BACKGROUND: Bladder cancer (BLCA) is a prevalent malignancy worldwide, with advanced stages linked to poor prognosis. Although immune checkpoint inhibitors (ICIs) show clinical promise in treating both operable and advanced BLCA, predicting patient responses remains a major challenge. Glutamine metabolism, a key aspect of metabolic reprogramming, has been implicated in tumor progression and immune modulation. However, the exact role of glutamine metabolism in BLCA remains poorly understood. This study aims to explore its association with clinical outcomes and immunotherapy response while functionally validating key regulatory genes. METHODS: An integrated approach combining targeted metabolomics, single-cell RNA sequencing, and bulk transcriptomic data was used to profile glutamine metabolism in BLCA comprehensively and identify potential metabolic biomarkers. A prognostic model, termed GMscore, based on glutamine metabolism, was constructed using principal component analysis (PCA). Key regulatory genes were identified through random forest analysis. Functional assays, including in vitro proliferation, migration, and metabolic assays, as well as in vivo xenograft models, were employed to validate the findings. RESULTS: Targeted metabolomics revealed increased glutamine metabolism in BLCA cell lines. The GMscore model, developed and validated across multiple cohorts, accurately predicted patient survival.
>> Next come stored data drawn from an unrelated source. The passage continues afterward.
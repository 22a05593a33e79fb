//! Port test doubles shared by the service tests.

#![allow(dead_code)]

use std::collections::{BTreeMap, HashMap, VecDeque};
use std::path::{Path, PathBuf};
use std::process::Output;
use std::sync::Mutex;
use std::time::Duration;

use anyhow::Result;
use stackctl_cli::application::ports::{
    ArtifactWriter, CommandRunner, DeploymentStore, ProgressReporter, SecretStore,
};
use stackctl_cli::domain::DeploymentRecord;

use crate::helpers::{err_output, ok_output};

// ── CommandRunner ────────────────────────────────────────────────────────────

/// Records every command and answers like a container engine would.
///
/// `pull` succeeds unless the image contains `fail_pull`; `ps` replays the
/// queued outputs (the last one repeats); everything else succeeds.
pub struct EngineRecorder {
    calls: Mutex<Vec<String>>,
    fail_pull: Option<&'static str>,
    ps_replies: Mutex<VecDeque<Output>>,
}

impl EngineRecorder {
    pub fn new(ps_replies: Vec<Output>) -> Self {
        Self {
            calls: Mutex::new(Vec::new()),
            fail_pull: None,
            ps_replies: Mutex::new(ps_replies.into()),
        }
    }

    pub fn failing_pull(mut self, image_fragment: &'static str) -> Self {
        self.fail_pull = Some(image_fragment);
        self
    }

    pub fn calls(&self) -> Vec<String> {
        self.calls.lock().expect("lock").clone()
    }

    /// Commands whose argument list contains `needle`.
    pub fn calls_with(&self, needle: &str) -> Vec<String> {
        self.calls()
            .into_iter()
            .filter(|c| c.split(' ').any(|arg| arg == needle))
            .collect()
    }

    fn next_ps(&self) -> Output {
        let mut replies = self.ps_replies.lock().expect("lock");
        if replies.len() > 1 {
            replies.pop_front().expect("non-empty")
        } else {
            replies.front().cloned().unwrap_or_else(|| ok_output(b""))
        }
    }
}

impl CommandRunner for EngineRecorder {
    async fn run(&self, program: &str, args: &[&str]) -> Result<Output> {
        self.run_with_timeout(program, args, Duration::from_secs(60))
            .await
    }

    async fn run_with_timeout(
        &self,
        program: &str,
        args: &[&str],
        _timeout: Duration,
    ) -> Result<Output> {
        self.calls
            .lock()
            .expect("lock")
            .push(format!("{program} {}", args.join(" ")));

        if args.first() == Some(&"pull") {
            let image = args.get(1).copied().unwrap_or_default();
            return Ok(match self.fail_pull {
                Some(fragment) if image.contains(fragment) => {
                    err_output(1, b"Error response from daemon: manifest unknown")
                }
                _ => ok_output(b""),
            });
        }
        if args.contains(&"ps") {
            return Ok(self.next_ps());
        }
        Ok(ok_output(b""))
    }
}

// ── SecretStore ──────────────────────────────────────────────────────────────

/// In-memory secret store that remembers fetch order.
pub struct MemorySecretStore {
    values: HashMap<String, String>,
    fetched: Mutex<Vec<String>>,
}

impl MemorySecretStore {
    pub fn new(values: &[(&str, &str)]) -> Self {
        Self {
            values: values
                .iter()
                .map(|(k, v)| ((*k).to_string(), (*v).to_string()))
                .collect(),
            fetched: Mutex::new(Vec::new()),
        }
    }

    /// Secrets matching the standard test manifest.
    pub fn standard() -> Self {
        Self::new(&[
            (
                "acme/app",
                r#"{"API_TOKEN":"tok-123","SMTP_PORT":587,"FEATURE_X":true}"#,
            ),
            ("acme/db-password", "p@ss word"),
        ])
    }

    pub fn fetched(&self) -> Vec<String> {
        self.fetched.lock().expect("lock").clone()
    }
}

impl SecretStore for MemorySecretStore {
    async fn fetch(&self, name: &str) -> Result<String> {
        self.fetched.lock().expect("lock").push(name.to_string());
        self.values
            .get(name)
            .cloned()
            .ok_or_else(|| anyhow::anyhow!("secret '{name}' not found"))
    }
}

// ── ArtifactWriter ───────────────────────────────────────────────────────────

/// Keeps written files in memory: path → (content, private).
#[derive(Default)]
pub struct MemoryWriter {
    files: Mutex<BTreeMap<PathBuf, (String, bool)>>,
}

impl MemoryWriter {
    pub fn file(&self, path: &Path) -> Option<(String, bool)> {
        self.files.lock().expect("lock").get(path).cloned()
    }

    pub fn count(&self) -> usize {
        self.files.lock().expect("lock").len()
    }
}

impl ArtifactWriter for MemoryWriter {
    fn write_atomic(&self, path: &Path, content: &str, private: bool) -> Result<()> {
        self.files
            .lock()
            .expect("lock")
            .insert(path.to_path_buf(), (content.to_string(), private));
        Ok(())
    }
}

// ── DeploymentStore ──────────────────────────────────────────────────────────

#[derive(Default)]
pub struct MemoryDeploymentStore {
    record: Mutex<Option<DeploymentRecord>>,
}

impl MemoryDeploymentStore {
    pub fn with(record: DeploymentRecord) -> Self {
        Self {
            record: Mutex::new(Some(record)),
        }
    }

    pub fn saved(&self) -> Option<DeploymentRecord> {
        self.record.lock().expect("lock").clone()
    }
}

impl DeploymentStore for MemoryDeploymentStore {
    async fn load_async(&self) -> Result<Option<DeploymentRecord>> {
        Ok(self.saved())
    }

    async fn save_async(&self, record: &DeploymentRecord) -> Result<()> {
        *self.record.lock().expect("lock") = Some(record.clone());
        Ok(())
    }
}

// ── ProgressReporter ─────────────────────────────────────────────────────────

/// Collects progress events so tests can assert on them.
#[derive(Default)]
pub struct RecordingReporter {
    events: Mutex<Vec<String>>,
}

impl RecordingReporter {
    pub fn events(&self) -> Vec<String> {
        self.events.lock().expect("lock").clone()
    }
}

impl ProgressReporter for RecordingReporter {
    fn step(&self, message: &str) {
        self.events.lock().expect("lock").push(format!("step: {message}"));
    }
    fn success(&self, message: &str) {
        self.events.lock().expect("lock").push(format!("ok: {message}"));
    }
    fn warn(&self, message: &str) {
        self.events.lock().expect("lock").push(format!("warn: {message}"));
    }
}

/// Host environment with nothing set.
pub fn no_host_env(_: &str) -> Option<String> {
    None
}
In two immunotherapy cohorts (IMvigor210 and GSE91061), a lower GMscore correlated with improved therapeutic response, suggesting its potential as a predictive biomarker for immunotherapy efficacy. PYCR1 was identified as a key regulatory gene, exhibiting high expression in epithelial cells and cancer-associated fibroblasts (CAFs). Functional assays demonstrated that PYCR1 knockdown inhibited cell proliferation and migration and suppressed tumor growth in vivo. Mechanistically, PYCR1 facilitated proline synthesis through P5CS and activated the PI3K/AKT/mTOR signaling pathway, which modulated glutamine utilization and metabolic reprogramming in BLCA. CONCLUSIONS: This study provides a comprehensive analysis of glutamine metabolism in BLCA and introduces a clinically relevant prognostic model. PYCR1 was identified as a central metabolic regulator, underscoring its critical role in tumor development and progression.